Genes and proteins form complex gene regulatory networks (GRN) in living organisms^[31][32]. Perturbed gene regulation is closely related to disease and its revelation is important for developing intervention strategies^{[33][34][35][36]}. Molecular network analysis is crucial to decipher cancer mechanisms and advance precision oncology^[37]. Artificial intelligence (AI) methods are needed to reveal essential GRNs and essential hub genes at multiple regulatory levels by analyzing emerging multi-modal data in patient bulk tumors and single cells for the discovery of biomarkers and therapeutic targets.

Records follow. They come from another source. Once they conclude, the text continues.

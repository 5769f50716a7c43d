//! Worksheet part parsing into sparse rows.
//!
//! Row order follows the `<row>` elements. Within a row, cells are keyed by the
//! column decoded from their `r` attribute, so sparse or out-of-order
//! declarations still land in the right place. Densification happens later, in
//! `WorksheetGrid::from_sparse_rows`.

use std::collections::BTreeMap;

use quick_xml::events::{BytesStart, Event};
use quick_xml::Reader;

use super::cell_ref::{column_index, MAX_COLUMN};
use super::xml::{attr_value, XmlError};

/// One worksheet row as column offset → raw cell text.
#[derive(Debug, Clone, Default, PartialEq, Eq)]
pub struct SparseRow {
    cells: BTreeMap<usize, String>,
}

impl SparseRow {
    pub fn new() -> Self {
        Self::default()
    }

    /// Set a cell. A later declaration of the same column wins.
    pub fn insert(&mut self, column: usize, value: String) {
        self.cells.insert(column, value);
    }

    pub fn get(&self, column: usize) -> Option<&str> {
        self.cells.get(&column).map(String::as_str)
    }

    /// Highest occupied column offset, if any cell was declared.
    pub fn max_column(&self) -> Option<usize> {
        self.cells.keys().next_back().copied()
    }

    pub fn is_empty(&self) -> bool {
        self.cells.is_empty()
    }

    /// Resolve into a fixed-width row, padding unset columns with `""`.
    ///
    /// Cells at or beyond `width` are dropped; callers size `width` from
    /// `max_column` so that never happens in practice.
    pub fn into_dense(self, width: usize) -> Vec<String> {
        let mut row = vec![String::new(); width];
        for (column, value) in self.cells {
            if let Some(slot) = row.get_mut(column) {
                *slot = value;
            }
        }
        row
    }
}

/// How a cell's text should be resolved, from its `t` attribute.
#[derive(Debug, Clone, Copy, PartialEq, Eq)]
enum CellKind {
    SharedString,
    InlineString,
    Literal,
}

impl CellKind {
    fn from_attr(t: Option<&str>) -> Self {
        match t {
            Some("s") => CellKind::SharedString,
            Some("inlineStr") => CellKind::InlineString,
            _ => CellKind::Literal,
        }
    }
}

#[derive(Debug)]
struct PendingCell {
    column: usize,
    kind: CellKind,
    value: String,
    inline: String,
}

#[derive(Debug, Clone, Copy, PartialEq, Eq)]
enum Capture {
    None,
    Value,
    InlineText,
}

/// Parse a worksheet part into sparse rows, resolving shared-string cells
/// against `shared`.
pub(crate) fn parse_worksheet(xml: &[u8], shared: &[String]) -> Result<Vec<SparseRow>, XmlError> {
    let mut reader = Reader::from_reader(xml);
    reader.config_mut().trim_text(false);

    let mut buf = Vec::new();
    let mut rows = Vec::new();
    let mut row: Option<SparseRow> = None;
    let mut cell: Option<PendingCell> = None;
    let mut capture = Capture::None;
    let mut in_inline = false;
    let mut phonetic_depth = 0usize;

    loop {
        match reader.read_event_into(&mut buf)? {
            Event::Start(e) => match e.local_name().as_ref() {
                b"row" => row = Some(SparseRow::new()),
                b"c" if row.is_some() => match open_cell(&e)? {
                    Some(pending) => cell = Some(pending),
                    // Unaddressable cell: skip its whole subtree.
                    None => {
                        reader.read_to_end_into(e.name(), &mut Vec::new())?;
                    }
                },
                b"v" if cell.is_some() => capture = Capture::Value,
                b"is" if cell.is_some() => in_inline = true,
                b"rPh" if in_inline => phonetic_depth += 1,
                b"t" if in_inline && phonetic_depth == 0 => capture = Capture::InlineText,
                _ => {}
            },
            Event::Empty(e) => match e.local_name().as_ref() {
                b"row" => rows.push(SparseRow::new()),
                b"c" => {
                    if let (Some(r), Some(pending)) = (row.as_mut(), open_cell(&e)?) {
                        r.insert(pending.column, String::new());
                    }
                }
                _ => {}
            },
            Event::Text(t) => {
                if let Some(pending) = cell.as_mut() {
                    match capture {
                        Capture::Value => pending.value.push_str(&t.unescape()?),
                        Capture::InlineText => pending.inline.push_str(&t.unescape()?),
                        Capture::None => {}
                    }
                }
            }
            Event::CData(t) => {
                if let Some(pending) = cell.as_mut() {
                    let text = String::from_utf8_lossy(&t);
                    match capture {
                        Capture::Value => pending.value.push_str(&text),
                        Capture::InlineText => pending.inline.push_str(&text),
                        Capture::None => {}
                    }
                }
            }
            Event::End(e) => match e.local_name().as_ref() {
                b"v" | b"t" => capture = Capture::None,
                b"rPh" => phonetic_depth = phonetic_depth.saturating_sub(1),
                b"is" => in_inline = false,
                b"c" => {
                    if let Some(pending) = cell.take() {
                        let column = pending.column;
                        let value = resolve_cell(pending, shared)?;
                        if let Some(r) = row.as_mut() {
                            r.insert(column, value);
                        }
                    }
                    capture = Capture::None;
                    in_inline = false;
                    phonetic_depth = 0;
                }
                b"row" => {
                    if let Some(r) = row.take() {
                        rows.push(r);
                    }
                }
                _ => {}
            },
            Event::Eof => break,
            _ => {}
        }
        buf.clear();
    }

    if row.is_some() || cell.is_some() {
        return Err(XmlError::Malformed(
            "unexpected end of document inside <row>".into(),
        ));
    }

    Ok(rows)
}

fn open_cell(element: &BytesStart<'_>) -> Result<Option<PendingCell>, XmlError> {
    let Some(reference) = attr_value(element, b"r")? else {
        return Ok(None);
    };
    let Some(column) = column_index(&reference) else {
        return Ok(None);
    };
    if column > MAX_COLUMN {
        return Err(XmlError::Malformed(format!(
            "cell reference '{reference}' is beyond column XFD"
        )));
    }
    let kind = CellKind::from_attr(attr_value(element, b"t")?.as_deref());
    Ok(Some(PendingCell {
        column,
        kind,
        value: String::new(),
        inline: String::new(),
    }))
}

fn resolve_cell(cell: PendingCell, shared: &[String]) -> Result<String, XmlError> {
    match cell.kind {
        CellKind::InlineString => Ok(cell.inline),
        CellKind::Literal => Ok(cell.value),
        CellKind::SharedString => {
            let raw = cell.value.trim();
            if raw.is_empty() {
                return Ok(String::new());
            }
            let index: usize = raw.parse().map_err(|_| {
                XmlError::Malformed(format!("invalid shared string index '{raw}'"))
            })?;
            shared.get(index).cloned().ok_or_else(|| {
                XmlError::Malformed(format!(
                    "shared string index {index} out of range ({} entries)",
                    shared.len()
                ))
            })
        }
    }
}

#[cfg(test)]
mod tests {
    use super::*;

    fn shared() -> Vec<String> {
        vec!["Date".into(), "EUR".into(), "JPY".into()]
    }

    #[test]
    fn resolves_each_cell_kind() {
        let xml = br#"<worksheet><sheetData>
            <row r="1"><c r="A1" t="s"><v>0</v></c><c r="B1" t="inlineStr"><is><t>GBP</t></is></c></row>
            <row r="2"><c r="A2"><v>36530</v></c><c r="B2" t="str"><v>1.2345678901234567</v></c></row>
        </sheetData></worksheet>"#;
        let rows = parse_worksheet(xml, &shared()).unwrap();
        assert_eq!(rows.len(), 2);
        assert_eq!(rows[0].get(0), Some("Date"));
        assert_eq!(rows[0].get(1), Some("GBP"));
        assert_eq!(rows[1].get(0), Some("36530"));
        assert_eq!(rows[1].get(1), Some("1.2345678901234567"));
    }

    #[test]
    fn out_of_order_cells_land_in_their_column() {
        let xml = br#"<worksheet><sheetData>
            <row r="1"><c r="D1"><v>4</v></c><c r="B1"><v>2</v></c></row>
        </sheetData></worksheet>"#;
        let rows = parse_worksheet(xml, &[]).unwrap();
        assert_eq!(rows[0].get(1), Some("2"));
        assert_eq!(rows[0].get(3), Some("4"));
        assert_eq!(rows[0].get(0), None);
        assert_eq!(rows[0].max_column(), Some(3));
    }

    #[test]
    fn cells_without_reference_are_skipped() {
        let xml = br#"<worksheet><sheetData>
            <row><c><v>lost</v></c><c r="B1"><v>kept</v></c></row>
        </sheetData></worksheet>"#;
        let rows = parse_worksheet(xml, &[]).unwrap();
        assert_eq!(rows[0].get(1), Some("kept"));
        assert_eq!(rows[0].max_column(), Some(1));
    }

    #[test]
    fn empty_cell_elements_still_widen_the_row() {
        let xml = br#"<worksheet><sheetData>
            <row r="1"><c r="A1"><v>x</v></c><c r="E1" s="3"/></row>
            <row r="2"/>
        </sheetData></worksheet>"#;
        let rows = parse_worksheet(xml, &[]).unwrap();
        assert_eq!(rows.len(), 2);
        assert_eq!(rows[0].get(4), Some(""));
        assert!(rows[1].is_empty());
    }

    #[test]
    fn shared_index_out_of_range_is_malformed() {
        let xml = br#"<worksheet><sheetData><row><c r="A1" t="s"><v>9</v></c></row></sheetData></worksheet>"#;
        let err = parse_worksheet(xml, &shared()).unwrap_err();
        assert!(matches!(err, XmlError::Malformed(_)));
    }

    #[test]
    fn column_past_xfd_is_malformed() {
        let xml = br#"<worksheet><sheetData><row><c r="ZZZZZZZZZZ1"><v>1</v></c></row></sheetData></worksheet>"#;
        let err = parse_worksheet(xml, &[]).unwrap_err();
        assert!(matches!(err, XmlError::Malformed(ref m) if m.contains("ZZZZZZZZZZ1")));

        let xml = br#"<worksheet><sheetData><row><c r="XFD1"><v>1</v></c></row></sheetData></worksheet>"#;
        let rows = parse_worksheet(xml, &[]).unwrap();
        assert_eq!(rows[0].get(MAX_COLUMN), Some("1"));
    }

    #[test]
    fn into_dense_pads_with_empty_strings() {
        let mut row = SparseRow::new();
        row.insert(2, "c".into());
        assert_eq!(row.into_dense(4), vec!["", "", "c", ""]);
    }
}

To achieve optimal treatment selection in individual patients, it is essential to integrate patient multi-omic biomarkers with clinical, pathological, demographic, and comorbid factors using electronic medical records (EMRs)^[38]. Retrospective analysis of EMRs has led to the discovery of new and repositioning drugs^[39][40][41].

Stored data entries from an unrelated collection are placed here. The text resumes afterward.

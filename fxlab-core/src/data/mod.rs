//! Rate table loading: cell parsing, the aligned series table, CSV/grid input.

pub mod loader;
pub mod parse;
pub mod table;

pub use loader::{find_date_column, load_series_csv, load_series_file, LoadError, LoadReport};
pub use parse::{excel_serial_to_date, parse_date, parse_rate};
pub use table::{Series, SeriesTable};
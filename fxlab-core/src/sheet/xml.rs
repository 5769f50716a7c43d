//! Small quick-xml helpers shared by the part parsers.

use quick_xml::events::attributes::AttrError;
use quick_xml::events::BytesStart;
use thiserror::Error;

/// Failure while pulling events from one XML part.
///
/// Carries no path context; `extract_worksheet` attaches the source and part
/// name when converting into `SheetError::Parse`.
#[derive(Debug, Error)]
pub(crate) enum XmlError {
    #[error("xml parse error: {0}")]
    Xml(#[from] quick_xml::Error),

    #[error("invalid attribute: {0}")]
    Attr(#[from] AttrError),

    #[error("{0}")]
    Malformed(String),
}

/// Value of the attribute whose local name is `name`, unescaped.
pub(crate) fn attr_value(element: &BytesStart<'_>, name: &[u8]) -> Result<Option<String>, XmlError> {
    for attr in element.attributes() {
        let attr = attr?;
        if attr.key.local_name().as_ref() == name {
            return Ok(Some(attr.unescape_value()?.into_owned()));
        }
    }
    Ok(None)
}
//! Run orchestration: load rates, compute changes, summarize, render and
//! write every artifact for one `RunConfig`.

use std::io::Cursor;
use std::path::{Path, PathBuf};

use anyhow::{Context, Result};
use chrono::Utc;
use fxlab_core::chart::{render_svg, ChartSpec};
use fxlab_core::data::load_series_csv;
use fxlab_core::sheet::{extract_worksheet, extract_worksheet_from_reader, worksheet_part_name};
use fxlab_core::{
    compute_changes, correlation_matrix, summarize, CorrelationMatrix, LoadReport, SeriesTable,
    SummaryStats, WorksheetGrid,
};
use rayon::prelude::*;
use tracing::{debug, info, warn};

use crate::config::{ChartConfig, RunConfig, SourceKind, FULL_WINDOW_LABEL};
use crate::export::{
    changes_file_name, chart_file_names, correlation_file_name, export_changes_csv,
    export_correlation_csv, export_grid_csv, export_summary_csv, generate_report,
    stats_file_name, MANIFEST_FILE, PLOTS_DIR, RAW_RATES_FILE, REPORT_FILE,
};
use crate::manifest::{write_manifest, RunManifest, SCHEMA_VERSION};

/// A rate table plus everything learned while reading it.
#[derive(Debug, Clone)]
pub struct LoadedSource {
    pub kind: SourceKind,
    /// BLAKE3 hex digest of the file bytes.
    pub hash: String,
    /// Resolved worksheet part, for spreadsheet sources.
    pub sheet: Option<String>,
    /// Raw extracted cells, for spreadsheet sources.
    pub grid: Option<WorksheetGrid>,
    pub table: SeriesTable,
    pub report: LoadReport,
}

/// Read a spreadsheet or CSV source into a `SeriesTable`.
///
/// The file is read once; its bytes feed both the hash and the parser.
pub fn load_source(path: &Path, sheet: &str) -> Result<LoadedSource> {
    let bytes =
        std::fs::read(path).with_context(|| format!("failed to read {}", path.display()))?;
    let hash = blake3::hash(&bytes).to_hex().to_string();
    let kind = SourceKind::detect(path);
    let source_name = path.display().to_string();

    let loaded = match kind {
        SourceKind::Xlsx => {
            let grid = extract_worksheet_from_reader(Cursor::new(bytes.as_slice()), &source_name, sheet)
                .with_context(|| format!("failed to extract worksheet from {source_name}"))?;
            let (table, report) = SeriesTable::from_grid(&grid)
                .with_context(|| format!("failed to load rates from {source_name}"))?;
            LoadedSource {
                kind,
                hash,
                sheet: Some(worksheet_part_name(sheet)),
                grid: Some(grid),
                table,
                report,
            }
        }
        SourceKind::Csv => {
            let (table, report) = load_series_csv(bytes.as_slice())
                .with_context(|| format!("failed to load rates from {source_name}"))?;
            LoadedSource {
                kind,
                hash,
                sheet: None,
                grid: None,
                table,
                report,
            }
        }
    };

    info!(
        source = source_name.as_str(),
        kind = ?loaded.kind,
        date_column = loaded.report.date_column.as_str(),
        rows = loaded.report.rows_loaded(),
        skipped = loaded.report.rows_skipped,
        series = loaded.table.series().len(),
        "loaded rates"
    );
    Ok(loaded)
}

/// Extract one worksheet and write it verbatim as CSV to `dest`.
pub fn extract_to_csv(source: &Path, sheet: &str, dest: &Path) -> Result<WorksheetGrid> {
    let grid = extract_worksheet(source, sheet)
        .with_context(|| format!("failed to extract worksheet from {}", source.display()))?;
    if let Some(parent) = dest.parent().filter(|p| !p.as_os_str().is_empty()) {
        std::fs::create_dir_all(parent)
            .with_context(|| format!("failed to create {}", parent.display()))?;
    }
    let csv = export_grid_csv(&grid)?;
    std::fs::write(dest, csv).with_context(|| format!("failed to write {}", dest.display()))?;
    info!(
        dest = %dest.display(),
        columns = grid.column_count(),
        rows = grid.row_count(),
        "wrote raw worksheet"
    );
    Ok(grid)
}

/// Build the chart input for one series with the configured look.
pub fn chart_spec(
    name: &str,
    points: Vec<(chrono::NaiveDate, Option<f64>)>,
    chart: &ChartConfig,
) -> ChartSpec {
    ChartSpec::new(name, points)
        .with_geometry(chart.geometry())
        .with_style(chart.style())
        .with_y_label(chart.y_label.clone())
        .with_caption(chart.caption.clone())
}

/// Render a single series from `source` to an SVG file.
///
/// Returns `false` (and writes nothing) when the series has no values.
pub fn render_series_chart(
    source: &Path,
    sheet: &str,
    series: &str,
    dest: &Path,
    chart: &ChartConfig,
) -> Result<bool> {
    chart.validate().context("invalid chart settings")?;
    let loaded = load_source(source, sheet)?;
    let table = loaded.table.sorted_by_date();
    let points = table.points(series).with_context(|| {
        let available: Vec<&str> = table.names().collect();
        format!("no series named '{series}' (available: {})", available.join(", "))
    })?;

    let Some(svg) = render_svg(&chart_spec(series, points, chart)) else {
        warn!(series, "series has no values; no chart written");
        return Ok(false);
    };
    if let Some(parent) = dest.parent().filter(|p| !p.as_os_str().is_empty()) {
        std::fs::create_dir_all(parent)
            .with_context(|| format!("failed to create {}", parent.display()))?;
    }
    std::fs::write(dest, svg).with_context(|| format!("failed to write {}", dest.display()))?;
    Ok(true)
}

/// Everything a run produced, for callers that print or inspect results.
#[derive(Debug, Clone)]
pub struct AnalysisOutcome {
    pub output_dir: PathBuf,
    pub manifest: RunManifest,
    /// `("full", ..)` first, then one entry per configured window.
    pub summaries: Vec<(String, SummaryStats)>,
    pub correlation: CorrelationMatrix,
    pub charts_written: usize,
}

/// Files written so far, relative to the output directory.
struct OutputDir {
    root: PathBuf,
    files: Vec<String>,
}

impl OutputDir {
    fn create(root: &Path) -> Result<Self> {
        std::fs::create_dir_all(root)
            .with_context(|| format!("failed to create output dir: {}", root.display()))?;
        Ok(Self {
            root: root.to_path_buf(),
            files: Vec::new(),
        })
    }

    fn write(&mut self, name: &str, contents: &str) -> Result<()> {
        let path = self.root.join(name);
        std::fs::write(&path, contents)
            .with_context(|| format!("failed to write {}", path.display()))?;
        debug!(file = name, bytes = contents.len(), "wrote artifact");
        self.files.push(name.to_string());
        Ok(())
    }
}

/// Execute a full analysis run.
///
/// Writes, under `config.output_dir`: the raw worksheet (spreadsheet
/// sources), the change table, one summary per window plus the full-range
/// summary, the correlation matrix, per-series charts, a Markdown report and
/// `manifest.json`.
pub fn run_analysis(config: &RunConfig) -> Result<AnalysisOutcome> {
    config.validate().context("invalid run configuration")?;
    let started = Utc::now();

    let loaded = load_source(&config.source, &config.sheet)?;
    let mut out = OutputDir::create(&config.output_dir)?;

    if let Some(grid) = &loaded.grid {
        out.write(RAW_RATES_FILE, &export_grid_csv(grid)?)?;
    }

    let mut table = loaded.table;
    if config.sort_by_date {
        table = table.sorted_by_date();
    }
    if config.reciprocals {
        table = table.with_reciprocals();
    }

    let formula = config.formula;
    let changes = compute_changes(&table, formula);
    out.write(&changes_file_name(formula), &export_changes_csv(&changes)?)?;

    let mut summaries = vec![(FULL_WINDOW_LABEL.to_string(), summarize(&changes, None))];
    for named in &config.windows {
        let stats = summarize(&changes, Some(named.window()));
        if stats.is_empty() {
            warn!(window = %named, "no series has two or more changes in window");
        }
        summaries.push((named.label.clone(), stats));
    }
    for (label, stats) in &summaries {
        out.write(&stats_file_name(formula, label), &export_summary_csv(stats)?)?;
    }

    let correlation = correlation_matrix(&changes);
    out.write(&correlation_file_name(formula), &export_correlation_csv(&correlation)?)?;

    let charts = if config.chart.enabled {
        write_charts(&table, &config.chart, &config.output_dir)?
    } else {
        Vec::new()
    };
    let charts_written = charts.len();
    out.files.extend(charts);

    let (first_date, last_date) = table.date_range().unzip();
    let mut manifest = RunManifest {
        schema_version: SCHEMA_VERSION,
        created_at: started,
        source: config.source.display().to_string(),
        source_hash: loaded.hash,
        source_kind: loaded.kind,
        sheet: loaded.sheet,
        formula,
        date_column: loaded.report.date_column.clone(),
        rows_read: loaded.report.rows_read,
        rows_loaded: loaded.report.rows_loaded(),
        rows_skipped: loaded.report.rows_skipped,
        first_date,
        last_date,
        series: table.names().map(str::to_string).collect(),
        windows: config.windows.clone(),
        files: Vec::new(),
    };

    out.write(REPORT_FILE, &generate_report(&manifest, &summaries, &correlation))?;
    out.files.push(MANIFEST_FILE.to_string());
    manifest.files = out.files.clone();
    write_manifest(&config.output_dir.join(MANIFEST_FILE), &manifest)?;

    info!(
        output_dir = %config.output_dir.display(),
        files = manifest.files.len(),
        charts = charts_written,
        "analysis complete"
    );

    Ok(AnalysisOutcome {
        output_dir: config.output_dir.clone(),
        manifest,
        summaries,
        correlation,
        charts_written,
    })
}

/// Render every series in parallel into `<dir>/plots/`. Returns the written
/// paths relative to `dir`, in series order.
fn write_charts(table: &SeriesTable, chart: &ChartConfig, dir: &Path) -> Result<Vec<String>> {
    let plots = dir.join(PLOTS_DIR);
    std::fs::create_dir_all(&plots)
        .with_context(|| format!("failed to create {}", plots.display()))?;

    let file_names = chart_file_names(table.names());
    let written: Vec<Option<String>> = table
        .series()
        .par_iter()
        .zip(file_names.par_iter())
        .map(|(series, file_name)| -> Result<Option<String>> {
            let points = table
                .dates()
                .iter()
                .copied()
                .zip(series.values.iter().copied())
                .collect();
            let Some(svg) = render_svg(&chart_spec(&series.name, points, chart)) else {
                debug!(series = series.name.as_str(), "no values; chart skipped");
                return Ok(None);
            };
            let path = plots.join(file_name);
            std::fs::write(&path, svg)
                .with_context(|| format!("failed to write {}", path.display()))?;
            Ok(Some(format!("{PLOTS_DIR}/{file_name}")))
        })
        .collect::<Result<_>>()?;

    Ok(written.into_iter().flatten().collect())
}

2. Bulk Tumor and Single-Cell Multi-Omics Data Analysis

2.1. Multi-Omics Data Processing and Integration

With the rapid development of high-throughput technology, genomic, transcriptomic, proteomic, and metabolomic profiles have provided ample sources of information for researchers to understand molecular disease mechanisms. Nevertheless, data generated from various commercially available platforms and customized arrays pose tremendous challenges for processing, analysis, and integration. The Genome Analysis Toolkit (GATK) is the industry standard for processing multi-omics data in bulk tumors and single cells, including identifying single nucleotides (SNPs) and indels, somatic short variants, copy number variations (CNV), and structural variations (SV) in germline DNA and RNAseq data^[42]. In addition to data generated from current sequencing technology, a huge amount of high-throughput data was generated from legacy DNA microarrays. A research group from the FDA reported that biomarkers and predictive models derived from legacy microarray data can accurately predict phenotypes in samples profiled with RNA sequencing, whereas RNA-seq-based models are less accurate in predicting microarray data^[43]. This section provides a brief overview of some software packages and methods used for bulk tumor multi-omics data processing and integration.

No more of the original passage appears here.